* PROBLEM DETAILS:
Could you copy out every line of the data where the word "StatusCode" occurs?
*** Begin section ***
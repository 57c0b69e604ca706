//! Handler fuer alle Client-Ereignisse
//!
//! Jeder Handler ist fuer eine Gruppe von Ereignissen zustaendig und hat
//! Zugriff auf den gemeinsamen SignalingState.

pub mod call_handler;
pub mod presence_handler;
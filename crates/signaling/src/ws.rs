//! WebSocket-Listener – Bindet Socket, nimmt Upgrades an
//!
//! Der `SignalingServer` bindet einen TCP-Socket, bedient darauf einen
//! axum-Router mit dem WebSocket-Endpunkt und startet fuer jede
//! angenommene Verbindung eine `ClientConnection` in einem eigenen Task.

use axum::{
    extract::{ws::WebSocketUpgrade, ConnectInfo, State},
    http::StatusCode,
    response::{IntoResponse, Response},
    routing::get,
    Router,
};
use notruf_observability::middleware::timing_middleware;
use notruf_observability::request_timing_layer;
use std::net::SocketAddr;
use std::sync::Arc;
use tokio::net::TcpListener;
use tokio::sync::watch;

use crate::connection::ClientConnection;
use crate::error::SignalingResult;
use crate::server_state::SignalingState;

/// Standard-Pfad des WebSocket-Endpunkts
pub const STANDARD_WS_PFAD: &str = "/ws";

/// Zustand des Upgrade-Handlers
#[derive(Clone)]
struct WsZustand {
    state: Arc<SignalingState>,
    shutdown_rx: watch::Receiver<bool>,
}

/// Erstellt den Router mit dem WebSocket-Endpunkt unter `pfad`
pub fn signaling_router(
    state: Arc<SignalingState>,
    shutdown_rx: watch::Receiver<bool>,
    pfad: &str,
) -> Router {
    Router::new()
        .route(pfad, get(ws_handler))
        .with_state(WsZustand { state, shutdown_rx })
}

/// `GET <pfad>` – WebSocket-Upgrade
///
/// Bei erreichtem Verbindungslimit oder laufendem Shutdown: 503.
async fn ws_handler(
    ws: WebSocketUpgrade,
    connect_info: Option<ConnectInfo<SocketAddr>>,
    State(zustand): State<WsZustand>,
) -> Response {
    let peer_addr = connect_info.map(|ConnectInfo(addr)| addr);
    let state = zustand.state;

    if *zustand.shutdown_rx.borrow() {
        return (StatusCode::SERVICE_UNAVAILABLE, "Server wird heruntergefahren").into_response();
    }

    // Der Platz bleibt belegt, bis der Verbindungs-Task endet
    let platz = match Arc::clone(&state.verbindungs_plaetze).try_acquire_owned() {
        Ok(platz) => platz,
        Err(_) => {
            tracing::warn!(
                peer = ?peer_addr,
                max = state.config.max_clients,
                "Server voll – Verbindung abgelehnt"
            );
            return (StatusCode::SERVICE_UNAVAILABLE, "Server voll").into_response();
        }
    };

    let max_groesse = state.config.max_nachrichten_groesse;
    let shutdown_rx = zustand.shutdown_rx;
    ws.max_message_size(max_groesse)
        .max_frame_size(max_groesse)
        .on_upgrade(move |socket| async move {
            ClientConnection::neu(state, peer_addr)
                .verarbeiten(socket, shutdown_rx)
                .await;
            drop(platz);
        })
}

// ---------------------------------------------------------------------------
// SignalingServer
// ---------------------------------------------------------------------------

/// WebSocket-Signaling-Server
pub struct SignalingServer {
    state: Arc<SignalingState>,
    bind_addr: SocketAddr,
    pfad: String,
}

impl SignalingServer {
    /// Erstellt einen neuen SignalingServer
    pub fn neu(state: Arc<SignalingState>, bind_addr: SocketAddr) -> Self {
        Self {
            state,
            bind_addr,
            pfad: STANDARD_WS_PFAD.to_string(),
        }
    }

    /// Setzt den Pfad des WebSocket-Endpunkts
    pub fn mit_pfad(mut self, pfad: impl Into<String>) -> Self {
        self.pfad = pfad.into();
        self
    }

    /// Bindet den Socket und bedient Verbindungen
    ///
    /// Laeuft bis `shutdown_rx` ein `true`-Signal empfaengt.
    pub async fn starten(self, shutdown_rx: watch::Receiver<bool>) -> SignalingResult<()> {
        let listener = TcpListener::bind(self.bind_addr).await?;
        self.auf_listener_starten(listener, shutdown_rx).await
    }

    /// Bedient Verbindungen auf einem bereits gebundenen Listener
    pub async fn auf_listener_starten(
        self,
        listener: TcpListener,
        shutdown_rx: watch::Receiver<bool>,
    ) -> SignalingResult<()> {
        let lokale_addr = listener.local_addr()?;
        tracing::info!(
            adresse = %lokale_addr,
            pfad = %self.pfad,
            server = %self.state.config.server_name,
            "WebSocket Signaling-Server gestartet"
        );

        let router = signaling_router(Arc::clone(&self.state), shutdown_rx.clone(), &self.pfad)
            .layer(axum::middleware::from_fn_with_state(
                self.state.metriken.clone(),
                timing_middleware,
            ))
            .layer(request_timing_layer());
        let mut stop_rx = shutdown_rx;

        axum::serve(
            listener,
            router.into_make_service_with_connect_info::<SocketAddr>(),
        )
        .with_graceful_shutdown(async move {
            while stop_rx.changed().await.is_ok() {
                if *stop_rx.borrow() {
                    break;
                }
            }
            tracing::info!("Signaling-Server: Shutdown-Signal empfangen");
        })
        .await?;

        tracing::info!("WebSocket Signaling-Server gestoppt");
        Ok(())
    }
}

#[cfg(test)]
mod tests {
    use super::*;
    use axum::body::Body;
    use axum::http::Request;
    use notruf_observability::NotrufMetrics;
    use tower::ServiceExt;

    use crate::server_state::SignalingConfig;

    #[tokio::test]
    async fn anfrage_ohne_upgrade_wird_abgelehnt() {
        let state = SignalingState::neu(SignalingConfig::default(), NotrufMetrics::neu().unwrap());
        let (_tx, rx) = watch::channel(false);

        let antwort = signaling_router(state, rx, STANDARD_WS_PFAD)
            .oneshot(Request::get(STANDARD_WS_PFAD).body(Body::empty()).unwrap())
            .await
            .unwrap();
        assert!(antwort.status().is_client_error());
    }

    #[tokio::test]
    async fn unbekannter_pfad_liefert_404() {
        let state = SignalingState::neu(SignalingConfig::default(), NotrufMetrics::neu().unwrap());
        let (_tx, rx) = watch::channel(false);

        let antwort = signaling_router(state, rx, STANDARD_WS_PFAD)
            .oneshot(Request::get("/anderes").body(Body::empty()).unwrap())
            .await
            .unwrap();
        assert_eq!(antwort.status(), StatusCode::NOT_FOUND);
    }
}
*** End section ***
* ANSWER:
    http::StatusCode,
        return (StatusCode::SERVICE_UNAVAILABLE, "Server wird heruntergefahren").into_response();
            return (StatusCode::SERVICE_UNAVAILABLE, "Server voll").into_response();
        assert_eq!(antwort.status(), StatusCode::NOT_FOUND);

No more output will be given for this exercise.